** Problem requirements **
Check every line in the listing below for "StorageError". Copy the ones where it occurs.

** Entries provided **
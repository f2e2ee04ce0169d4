//! 应用层错误定义
//!
//! 统一的命令/查询错误类型

use thiserror::Error;

use crate::application::ports::StoreError;
use crate::domain::combination::CombinationError;

/// 应用层错误
#[derive(Debug, Error)]
pub enum ApplicationError {
    /// 验证错误
    #[error("Validation error: {0}")]
    ValidationError(String),

    /// 存储错误
    #[error("Storage error: {0}")]
    StorageError(String),
}

impl From<StoreError> for ApplicationError {
    fn from(err: StoreError) -> Self {
        Self::StorageError(err.to_string())
    }
}

impl From<CombinationError> for ApplicationError {
    fn from(err: CombinationError) -> Self {
        Self::ValidationError(err.to_string())
    }
}
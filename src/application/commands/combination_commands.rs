//! Combination Commands - 组合写操作
//!
//! `project` 为空时使用默认项目

use crate::domain::combination::{Combination, SegmentId};

/// 记录已使用的组合
#[derive(Debug, Clone)]
pub struct RecordCombinationCommand {
    pub project: Option<String>,
    pub combination: Combination,
}

/// 获取下一个可用组合（命中时推进游标）
#[derive(Debug, Clone)]
pub struct GetNextCombinationCommand {
    pub project: Option<String>,
    pub front_assets: Vec<SegmentId>,
    pub mid_assets: Vec<SegmentId>,
    pub end_assets: Vec<SegmentId>,
    /// 起始索引，为空时从持久化游标继续
    pub current_index: Option<usize>,
}

/// 清除所有组合记录
#[derive(Debug, Clone)]
pub struct ClearCombinationsCommand {
    pub project: Option<String>,
}

/// 重置遍历游标
#[derive(Debug, Clone)]
pub struct ResetIndexCommand {
    pub project: Option<String>,
}
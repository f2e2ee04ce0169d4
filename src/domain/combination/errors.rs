//! Combination Context - Errors

use thiserror::Error;

#[derive(Debug, Error)]
pub enum CombinationError {
    #[error("无效的项目名称: {0:?}")]
    InvalidProjectName(String),

    #[error("组合空间过大: {front} x {mid} x {end}")]
    SpaceOverflow { front: usize, mid: usize, end: usize },
}
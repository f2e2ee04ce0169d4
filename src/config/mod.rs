//! Configuration Module
//!
//! 提供应用配置管理功能，支持多层级配置来源：
//! - 环境变量（最高优先级）
//! - 配置文件（TOML 格式）
//! - 默认值（最低优先级）

mod loader;
mod types;

pub use loader::{load_config, load_config_from_path, print_config, ConfigError};
pub use types::{AppConfig, LogConfig, ServerConfig, StorageConfig};
//! 应用层 - 命令（写操作）
//!
//! CQRS 命令侧：所有会修改组合状态的操作

mod combination_commands;

pub mod handlers;

pub use combination_commands::*;
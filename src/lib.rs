//! clipweave - 三段式视频素材组合引擎
//!
//! 为 前段 / 中段 / 后段 素材分配组合，保证任意两个相邻片段对
//! （前+中、中+后）在整个历史中不重复。
//!
//! 领域层 (domain/):
//! - Combination Context: 片段对键、去重索引、组合枚举
//!
//! 应用层 (application/):
//! - Ports: CombinationStore, EngineRegistry
//! - Services: CombinationService 门面
//! - Commands / Queries: CQRS 处理器
//!
//! 基础设施层 (infrastructure/):
//! - Persistence: JSON 文件存储（原子写入）
//! - Memory: 按项目的引擎注册表
//! - HTTP: RESTful API

pub mod application;
pub mod config;
pub mod domain;
pub mod infrastructure;

pub use config::{load_config, AppConfig};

** Written response **
    StorageError(String),
        Self::StorageError(err.to_string())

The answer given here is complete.